To five decades’ worth of D.C.–area musicians and fans, saxophonist Joe Stanley was—as the title of his only album claims—the King of the Honky-Tonk Sax.

Stanley (pictured with the Saxtons, circa 1963) passed away Sunday evening, Jan. 7, at the age of 71. He had been diagnosed with brain and lung cancer in early December.

During his 50-plus years in D.C.’s music scene, Stanley led several bands—most notably the Top 40 show band the Saxtons—but he was most widely known as one of D.C.’s most sought-after sidemen. “[He was] the top instrumentalist in town,” says Mark Opsasnick, author of Capitol Rock, a history of the area’s early rock scene. “He was on call all over town.” Bandleaders from rival clubs would contact Stanley while he was onstage at one bar, Opsasnick says, and hire him to play with another band across town later that night.

“You had to do what you had to do to make a living,” Stanley told Opsasnick for Capitol Rock, “and I’d play seven nights a week.”

An original member of the Rainbows—which also featured Marvin Gaye—Stanley played with other D.C. hitmakers such as Link Wray, Don Covay, and Billy Stewart, as well as future Hee Haw star Roy Clark and Charlie “The Devil Went Down to Georgia” Daniels. Before he received his diagnosis, Stanley had been scheduled to tour with Delbert McClinton.

“Joe was the kinda guy…who somehow learned to play nightclub jazz, and R&B, and country, and rock ’n’ roll equally well,” says Bill Holland, longtime D.C. musician and former D.C. bureau chief for Billboard. How Stanley became so versatile, however, remains a mystery. “I don’t know whether he was self-taught; I’m sure he never went to music school,” Holland says. “I think he learned on the street, listening to people play live, and records,” says bassist John Previti, who played on Stanley’s album. “He had no music theory, per se. He was just seat-of-the-pants and ear all the way.”

Whatever his methods, Stanley developed a signature sound. “Nobody has that old-fashioned, real big, fat, Earl Bostic sound anymore,” says rockabilly stalwart Billy Hancock, a friend for 43 years and the last performing member of the Saxtons. “Most of the sax players these days…they go for a sweeter, higher [sound]. His was the big-brass-balls sound.”

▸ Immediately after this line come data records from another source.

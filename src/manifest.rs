//! The `blender_manifest.toml` schema and its validation rules.
//!
//! Validation mirrors what `blender --command extension validate` rejects for
//! the `1.0.0` schema, so that an archive we emit never fails Blender's own
//! validator. Any divergence between the two is a bug here, not in Blender.

use serde::Serialize;
use std::collections::BTreeMap;
use std::fmt;

/// Manifest schema versions Blender can parse.
#[derive(Debug, Clone, Copy, Eq, PartialEq, Ord, PartialOrd, Hash)]
pub enum BLManifestVersion {
    V1_0_0,
}

impl BLManifestVersion {
    pub fn schema_version(self) -> &'static str {
        match self {
            BLManifestVersion::V1_0_0 => "1.0.0",
        }
    }
}

pub const MANIFEST_FILENAME: &str = "blender_manifest.toml";

/// Permissions an extension may request, with the closed key set Blender
/// accepts.
#[derive(Debug, Clone, Copy, Eq, PartialEq, Ord, PartialOrd, Serialize)]
#[serde(rename_all = "lowercase")]
pub enum Permission {
    Files,
    Network,
    Clipboard,
    Camera,
    Microphone,
}

impl Permission {
    pub fn from_key(key: &str) -> Option<Self> {
        match key {
            "files" => Some(Permission::Files),
            "network" => Some(Permission::Network),
            "clipboard" => Some(Permission::Clipboard),
            "camera" => Some(Permission::Camera),
            "microphone" => Some(Permission::Microphone),
            _ => None,
        }
    }
}

impl fmt::Display for Permission {
    fn fmt(&self, f: &mut fmt::Formatter) -> fmt::Result {
        f.write_str(match self {
            Permission::Files => "files",
            Permission::Network => "network",
            Permission::Clipboard => "clipboard",
            Permission::Camera => "camera",
            Permission::Microphone => "microphone",
        })
    }
}

/// One schema-validation failure, named field first.
#[derive(Debug, Clone)]
pub struct SchemaViolation {
    pub field: String,
    pub rule: String,
}

/// Aggregate of every invariant a specification or manifest violates.
#[derive(Debug)]
pub struct SchemaError {
    pub violations: Vec<SchemaViolation>,
}

impl std::error::Error for SchemaError {}

impl fmt::Display for SchemaError {
    fn fmt(&self, f: &mut fmt::Formatter) -> fmt::Result {
        writeln!(f, "The extension specification is invalid:")?;
        for violation in &self.violations {
            writeln!(f, "- `{}`: {}", violation.field, violation.rule)?;
        }
        Ok(())
    }
}

/// The `1.0.0` Blender extension manifest.
///
/// `toml` serializes struct fields in declaration order, and every plain
/// value must precede a table, so the table-valued `permissions` map comes
/// last.
#[derive(Debug, Clone, Serialize)]
pub struct BLManifest {
    pub schema_version: String,
    pub id: String,
    pub version: String,
    pub name: String,
    pub tagline: String,
    #[serde(skip_serializing_if = "Option::is_none")]
    pub maintainer: Option<String>,
    #[serde(rename = "type")]
    pub extension_type: String,
    #[serde(skip_serializing_if = "Option::is_none")]
    pub website: Option<String>,
    #[serde(skip_serializing_if = "Option::is_none")]
    pub tags: Option<Vec<String>>,
    pub blender_version_min: String,
    #[serde(skip_serializing_if = "Option::is_none")]
    pub blender_version_max: Option<String>,
    pub license: Vec<String>,
    #[serde(skip_serializing_if = "Option::is_none")]
    pub copyright: Option<Vec<String>>,
    #[serde(skip_serializing_if = "Option::is_none")]
    pub platforms: Option<Vec<String>>,
    #[serde(skip_serializing_if = "Option::is_none")]
    pub wheels: Option<Vec<String>>,
    #[serde(skip_serializing_if = "Option::is_none")]
    pub permissions: Option<BTreeMap<String, String>>,
}

impl BLManifest {
    /// Check every rule Blender's validator would check.
    pub fn validate(&self) -> Result<(), SchemaError> {
        let mut violations = Vec::new();
        let mut check = |ok: bool, field: &str, rule: &str| {
            if !ok {
                violations.push(SchemaViolation {
                    field: field.to_string(),
                    rule: rule.to_string(),
                });
            }
        };

        check(
            is_valid_identifier(&self.id),
            "id",
            "must be a valid identifier that does not contain `__` and neither starts nor ends with `_`",
        );
        check(
            is_clean_string(&self.name),
            "name",
            "must be a non-empty string without surrounding whitespace or control characters",
        );
        check(
            is_valid_tagline(&self.tagline),
            "tagline",
            "must be at most 64 characters and end with an alphanumeric character or one of `)`, `]`, `}`",
        );
        check(
            is_valid_semver(&self.version),
            "version",
            "must be a semantic version whose numeric segments contain only digits",
        );
        check(
            all_version_numbers_are_digits(&self.blender_version_min)
                && blender_version_is_at_least_4_2(&self.blender_version_min),
            "blender_version_min",
            "must be an all-digit version of at least 4.2",
        );
        if let Some(blender_version_max) = &self.blender_version_max {
            check(
                all_version_numbers_are_digits(blender_version_max)
                    && blender_version_is_at_least_4_2(blender_version_max),
                "blender_version_max",
                "must be an all-digit version of at least 4.2",
            );
        }
        if let Some(maintainer) = &self.maintainer {
            check(
                is_clean_string(maintainer),
                "maintainer",
                "must be a non-empty string without surrounding whitespace or control characters",
            );
        }
        check(
            !self.license.is_empty(),
            "license",
            "must name at least one SPDX license",
        );
        if let Some(copyright) = &self.copyright {
            for line in copyright {
                check(
                    is_valid_copyright_line(line),
                    "copyright",
                    "each line must start with a year or year range, followed by a non-empty name",
                );
            }
        }
        if let Some(permissions) = &self.permissions {
            for (key, justification) in permissions {
                check(
                    Permission::from_key(key).is_some(),
                    "permissions",
                    "keys must be one of files, network, clipboard, camera, microphone",
                );
                check(
                    is_valid_tagline(justification),
                    "permissions",
                    "justifications follow the tagline rules",
                );
            }
        }
        if let Some(wheels) = &self.wheels {
            for wheel in wheels {
                check(
                    is_valid_wheel_path(wheel),
                    "wheels",
                    "entries must be clean relative `.whl` paths with 4 or 5 dashes in the filename",
                );
            }
        }

        if violations.is_empty() {
            Ok(())
        } else {
            Err(SchemaError { violations })
        }
    }

    pub fn to_toml(&self) -> anyhow::Result<String> {
        Ok(toml::to_string(self)?)
    }

    pub fn to_json(&self) -> anyhow::Result<String> {
        Ok(serde_json::to_string_pretty(self)?)
    }
}

/// `str.isidentifier()` without `__` and without leading/trailing `_`.
pub fn is_valid_identifier(s: &str) -> bool {
    let mut chars = s.chars();
    let first_is_valid = chars
        .next()
        .map(|c| c.is_alphabetic() || c == '_')
        .unwrap_or(false);
    first_is_valid
        && s.chars().all(|c| c.is_alphanumeric() || c == '_')
        && !s.contains("__")
        && !s.starts_with('_')
        && !s.ends_with('_')
}

pub fn is_clean_string(s: &str) -> bool {
    !s.trim().is_empty() && s == s.trim() && !s.chars().any(is_bl_control_char)
}

fn is_bl_control_char(c: char) -> bool {
    matches!(c, '\u{0000}'..='\u{001f}' | '\u{007f}'..='\u{009f}')
}

pub fn is_valid_tagline(s: &str) -> bool {
    s.chars().count() <= 64
        && !s.contains("__")
        && !s.starts_with('_')
        && !s.ends_with('_')
        && s.chars()
            .last()
            .map(|c| c.is_alphanumeric() || matches!(c, ')' | ']' | '}'))
            .unwrap_or(false)
}

/// `M.m.p` with optional `-prerelease` and `+buildmetadata`, as Blender
/// defines semver.
pub fn is_valid_semver(s: &str) -> bool {
    let without_build = s.split_once('+').map(|(core, _)| core).unwrap_or(s);
    let core = without_build
        .split_once('-')
        .map(|(core, prerelease)| if prerelease.is_empty() { "" } else { core })
        .unwrap_or(without_build);
    core.split('.').count() == 3 && all_version_numbers_are_digits(core)
}

pub fn all_version_numbers_are_digits(s: &str) -> bool {
    !s.is_empty()
        && s.split('.')
            .all(|number| !number.is_empty() && number.chars().all(|c| c.is_ascii_digit()))
}

pub fn blender_version_is_at_least_4_2(s: &str) -> bool {
    let mut numbers = s.split('.').filter_map(|n| n.parse::<u32>().ok());
    match (numbers.next(), numbers.next()) {
        (Some(major), Some(minor)) => major > 4 || (major == 4 && minor >= 2),
        (Some(major), None) => major > 4,
        _ => false,
    }
}

/// `<year> <name>` or `<year1>-<year2> <name>`.
pub fn is_valid_copyright_line(s: &str) -> bool {
    let (year, name) = match s.split_once(' ') {
        Some((year, name)) => (year, name),
        None => return false,
    };
    let year_is_valid = match year.split_once('-') {
        Some((from, to)) => {
            !from.is_empty()
                && !to.is_empty()
                && from.chars().all(|c| c.is_ascii_digit())
                && to.chars().all(|c| c.is_ascii_digit())
        }
        None => !year.is_empty() && year.chars().all(|c| c.is_ascii_digit()),
    };
    year_is_valid && !name.trim().is_empty()
}

fn is_valid_wheel_path(s: &str) -> bool {
    let filename = s.rsplit('/').next().unwrap_or(s);
    is_clean_string(s)
        && !s.contains('"')
        && !s.contains('\\')
        && filename.to_lowercase().ends_with(".whl")
        && matches!(filename.split('-').count(), 5 | 6)
}

#[cfg(test)]
mod test {
    use super::*;

    fn minimal_manifest() -> BLManifest {
        BLManifest {
            schema_version: "1.0.0".to_string(),
            id: "my_extension".to_string(),
            version: "0.1.0".to_string(),
            name: "My Extension".to_string(),
            tagline: "Does a thing (well)".to_string(),
            maintainer: Some("Jane Doe <jane@example.com>".to_string()),
            extension_type: "add-on".to_string(),
            website: None,
            tags: None,
            blender_version_min: "4.2.0".to_string(),
            blender_version_max: None,
            license: vec!["SPDX:GPL-3.0-or-later".to_string()],
            copyright: Some(vec!["2025 My Extension Contributors".to_string()]),
            platforms: None,
            permissions: None,
            wheels: None,
        }
    }

    #[test]
    fn minimal_manifest_is_valid() {
        minimal_manifest().validate().unwrap();
    }

    #[test]
    fn toml_export_omits_absent_fields() {
        let toml_str = minimal_manifest().to_toml().unwrap();
        assert!(toml_str.contains("schema_version = \"1.0.0\""));
        assert!(toml_str.contains("type = \"add-on\""));
        assert!(!toml_str.contains("blender_version_max"));
        assert!(!toml_str.contains("wheels"));
        assert!(!toml_str.contains("platforms"));
    }

    #[test]
    fn bad_fields_are_aggregated() {
        let mut manifest = minimal_manifest();
        manifest.id = "_bad__id_".to_string();
        manifest.tagline = "ends in a dash-".to_string();
        manifest.blender_version_min = "4.1.0".to_string();
        manifest.copyright = Some(vec!["no year here".to_string()]);
        let err = manifest.validate().unwrap_err();
        let fields: Vec<&str> = err
            .violations
            .iter()
            .map(|violation| violation.field.as_str())
            .collect();
        assert_eq!(
            fields,
            vec!["id", "tagline", "blender_version_min", "copyright"]
        );
    }

    #[test]
    fn copyright_year_ranges() {
        assert!(is_valid_copyright_line("2024 Jane"));
        assert!(is_valid_copyright_line("2024-2025 Jane Doe"));
        assert!(!is_valid_copyright_line("Jane Doe"));
        assert!(!is_valid_copyright_line("2024"));
        assert!(!is_valid_copyright_line("2024- Jane"));
    }

    #[test]
    fn identifier_rules() {
        assert!(is_valid_identifier("simple_proj"));
        assert!(!is_valid_identifier("_simple"));
        assert!(!is_valid_identifier("simple_"));
        assert!(!is_valid_identifier("simple__proj"));
        assert!(!is_valid_identifier("0simple"));
        assert!(!is_valid_identifier("my-ext"));
    }

    #[test]
    fn wheel_path_rules() {
        assert!(is_valid_wheel_path(
            "./wheels/tqdm-4.66.2-py3-none-any.whl"
        ));
        assert!(!is_valid_wheel_path("./wheels/tqdm.whl"));
        assert!(!is_valid_wheel_path(
            ".\\wheels\\tqdm-4.66.2-py3-none-any.whl"
        ));
    }
}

Chris Hall, who manages Chick Hall’s Surf Club—the Bladensburg roadhouse where Stanley played a regular gig for the last few years—recalls that his mother was a fan of Bill Black’s Combo. Tired of hearing her family rave about “’this guy Joe,’” Hall recalls, she asked, “’Is he as good as the sax player in Bill Black’s Combo?’” When Chris told his mother that the two sax players were, in fact, the same person, he says, she responded, “’Oh, well, then he’s pretty good.’” (Stanley took over the Combo after Black’s death in ’65.)

“All of the staff loved Joe,” says a longtime Surf Club bartender who gave her name as Lori. “He will be sorely missed. We are all just heartbroken.”

Previti agrees. “With him gone—we just seem to be losing one of the pillars of our whole scene,” he says. “He was one of the people you gather around, you know?”